Riders of Justice (2021) Review: GFF

This article was written exclusively for The Film Magazine by Jack Cameron.


Riders of Justice film poster

Riders of Justice (2020)
Director: Anders Thomas Jensen
Screenwriters: Anders Thomas Jensen, Nikolaj Arcel
Starring: Mads Mikkelsen, Nikolaj Lie Kaas, Lars Brygmann, Andrea Heick Gadeberg, Nicolas Bro

“Nothing is for certain,” an old man tells his granddaughter when she asks for a new bicycle. That simple, almost throwaway line sets the tone for Riders of Justice, a darkly comic and emotionally resonant film by Danish writer-director Anders Thomas Jensen. The story hinges on a chain of increasingly improbable coincidences, and uses that premise to explore grief, revenge, the slippery nature of justice, and the ways people change when they must rely on one another.

The plot begins when two slightly eccentric scientists, Otto and Lennart (Nikolaj Lie Kaas and Lars Brygmann), test an algorithm intended to map the chaotic web of cause and effect. Their success is modest: they can predict nothing profound beyond how consumers behave. An abrupt firing leads Otto to take an earlier train home, where a chance seat swap with Mathilde’s mother precedes a catastrophic explosion on the carriage’s right-hand side. Otto, convinced this was not a random accident, connects with the grieving father Markus (Mads Mikkelsen) and assembles an ad hoc team to investigate and take revenge.

That team is an odd collection of misfits — a French-horn–playing hacker, a painfully earnest boyfriend, and a Ukrainian woman posing as an au pair — each with their own quirks and moral certainties. Watching Markus, a controlled but volatile former soldier, attempt to manage these strangers creates repeated moments of deadpan comedy and tension. The humor often arises from the gap between his violent skill set and the absurd personalities around him, and the film resists broad punchlines in favor of quietly precise character work.

Jensen’s script gives each character believable motivations and distinct voices, which keeps the story grounded even as it embraces coincidence and farce. Rather than letting these ideas turn into mere plot contrivance, the film uses them to develop relationships. The group’s debates about what constitutes justice — personal retaliation, legal punishment, or moral reckoning — form the emotional core. Their conflicting definitions cause friction, but the process of arguing, failing, and adapting ultimately alters them. The film suggests that connection with others, however accidental, can be the most meaningful pattern to emerge from chaos.

Mads Mikkelsen delivers a quietly commanding performance. He plays Markus with restraint: a flick of irritation, a small gesture, a measured silence that says more than any soliloquy could. He’s both threatening and strangely sympathetic, and the film mines that contradiction for both laughs and pathos. Andrea Heick Gadeberg as Mathilde brings a bright, naïve energy that complements Markus’s gruffness and helps humanize the darker impulses on display. The supporting cast — many of whom are regulars in Jensen’s work — provide texture and comic counterpoint, helping the film juggle its tonal shifts without slipping into incoherence.

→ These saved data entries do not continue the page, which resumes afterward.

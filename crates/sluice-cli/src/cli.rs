//! CLI argument parsing using clap.

use clap::Parser;
use clap::Subcommand;
use clap_complete::Shell;
use sluice_core::ChecksumAlgorithm;
use sluice_core::security::QuotaLimit;
use std::path::PathBuf;

#[derive(Parser)]
#[command(name = "sluice")]
#[command(author, version, about, long_about = None)]
#[command(propagate_version = true)]
pub struct Cli {
    #[command(subcommand)]
    pub command: Commands,

    /// Enable verbose output
    #[arg(short, long, global = true)]
    pub verbose: bool,

    /// Suppress non-error output
    #[arg(short, long, global = true, conflicts_with = "verbose")]
    pub quiet: bool,

    /// Output results in JSON format
    #[arg(short, long, global = true)]
    pub json: bool,

    /// Read settings from a TOML file (flags take precedence)
    #[arg(short, long, global = true, value_name = "FILE")]
    pub config: Option<PathBuf>,
}

#[derive(Subcommand)]
pub enum Commands {
    /// Ingest an upload into the files directory
    Ingest(IngestArgs),
    /// Compute fixity checksums
    Checksum(ChecksumArgs),
    /// Show how a zip would be split into data files
    Plan(PlanArgs),
    /// Generate shell completions
    Completion(CompletionArgs),
}

/// Settings that override the configuration file.
#[derive(clap::Args, Default)]
pub struct ConfigArgs {
    /// Files directory; uploads are staged under its `temp` folder
    #[arg(long, value_name = "DIR")]
    pub files_dir: Option<PathBuf>,

    /// Maximum upload size (accepts K, M, G, T suffixes)
    #[arg(long, value_parser = parse_byte_size)]
    pub max_size: Option<u64>,

    /// Maximum number of files expanded from one zip (0 = unlimited)
    #[arg(long, value_name = "COUNT")]
    pub zip_limit: Option<usize>,

    /// Fixity algorithm (MD5, SHA-1, SHA-256, SHA-512)
    #[arg(long, value_name = "ALGORITHM")]
    pub checksum: Option<ChecksumAlgorithm>,

    /// Enforce storage quotas
    #[arg(long)]
    pub enforce_quota: bool,

    /// Bundle shapefiles even without a .prj companion
    #[arg(long)]
    pub allow_missing_prj: bool,
}

#[derive(clap::Args)]
pub struct IngestArgs {
    /// Path to the uploaded file
    #[arg(value_name = "FILE")]
    pub file: PathBuf,

    /// Declared file name (default: the file's own name)
    #[arg(long)]
    pub name: Option<String>,

    /// Declared content type
    #[arg(long, value_name = "MIME")]
    pub content_type: Option<String>,

    /// Target dataset version identifier
    #[arg(long, value_name = "ID", default_value = "draft")]
    pub dataset_version: String,

    /// Storage driver of the target dataset
    #[arg(long, value_name = "STORE")]
    pub store: Option<String>,

    /// Session quota as ALLOCATED:USED (sizes accept K, M, G, T suffixes)
    #[arg(long, value_parser = parse_quota)]
    pub quota: Option<QuotaLimit>,

    /// Fail if any item of the upload was rejected
    #[arg(long)]
    pub strict: bool,

    #[command(flatten)]
    pub settings: ConfigArgs,
}

#[derive(clap::Args)]
pub struct ChecksumArgs {
    /// Files to hash
    #[arg(value_name = "FILE", required = true)]
    pub files: Vec<PathBuf>,

    /// Digest algorithm
    #[arg(short, long, default_value = "MD5")]
    pub algorithm: ChecksumAlgorithm,
}

#[derive(clap::Args)]
pub struct PlanArgs {
    /// Path to the zip archive
    #[arg(value_name = "ARCHIVE")]
    pub archive: PathBuf,

    #[command(flatten)]
    pub settings: ConfigArgs,
}

#[derive(clap::Args)]
pub struct CompletionArgs {
    /// Target shell
    #[arg(value_enum)]
    pub shell: Shell,
}

/// Parse byte size with optional suffix (K, M, G, T)
#[allow(clippy::option_if_let_else)]
pub fn parse_byte_size(s: &str) -> Result<u64, String> {
    let s = s.trim();
    if s.is_empty() {
        return Err("empty byte size".to_string());
    }

    let (num_str, multiplier) = if let Some(stripped) = s.strip_suffix('T') {
        (stripped, 1024_u64.pow(4))
    } else if let Some(stripped) = s.strip_suffix('G') {
        (stripped, 1024_u64.pow(3))
    } else if let Some(stripped) = s.strip_suffix('M') {
        (stripped, 1024_u64.pow(2))
    } else if let Some(stripped) = s.strip_suffix('K') {
        (stripped, 1024)
    } else {
        (s, 1)
    };

    num_str
        .parse::<u64>()
        .map_err(|_| format!("invalid byte size: {s}"))
        .and_then(|n| {
            n.checked_mul(multiplier)
                .ok_or_else(|| format!("byte size overflow: {s}"))
        })
}

/// Parse `ALLOCATED:USED`
fn parse_quota(s: &str) -> Result<QuotaLimit, String> {
    let (allocated, used) = s
        .split_once(':')
        .ok_or_else(|| format!("expected ALLOCATED:USED, got: {s}"))?;
    Ok(QuotaLimit::new(
        parse_byte_size(allocated)?,
        parse_byte_size(used)?,
    ))
}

Thematically, Riders of Justice sits alongside other films that examine fate and coincidence, but it uses those familiar concerns to arrive at a different place: acceptance of uncertainty. Whereas some movies dealing with pattern and destiny end in ambiguity or unresolved metaphysical questions, Jensen’s film is clearer about its aim. It refuses to offer tidy answers about why events happen, but it argues persuasively that human relationships can reshape how individuals respond to randomness and tragedy. In that sense, the film is less interested in proving a theory than in showing how people change when they are forced into unusual alliances.

Tonally, the film balances bleak moments and dry humor with skill. The dialogue and performances keep us invested in the characters’ inner lives while the plotting maintains forward momentum. Moments of violence and moral compromise are handled without sensationalism; they feel consequential because the characters themselves are convincingly drawn and their choices earn the audience’s attention. The result is a film that is entertaining, often very funny in a deadpan way, and quietly affecting.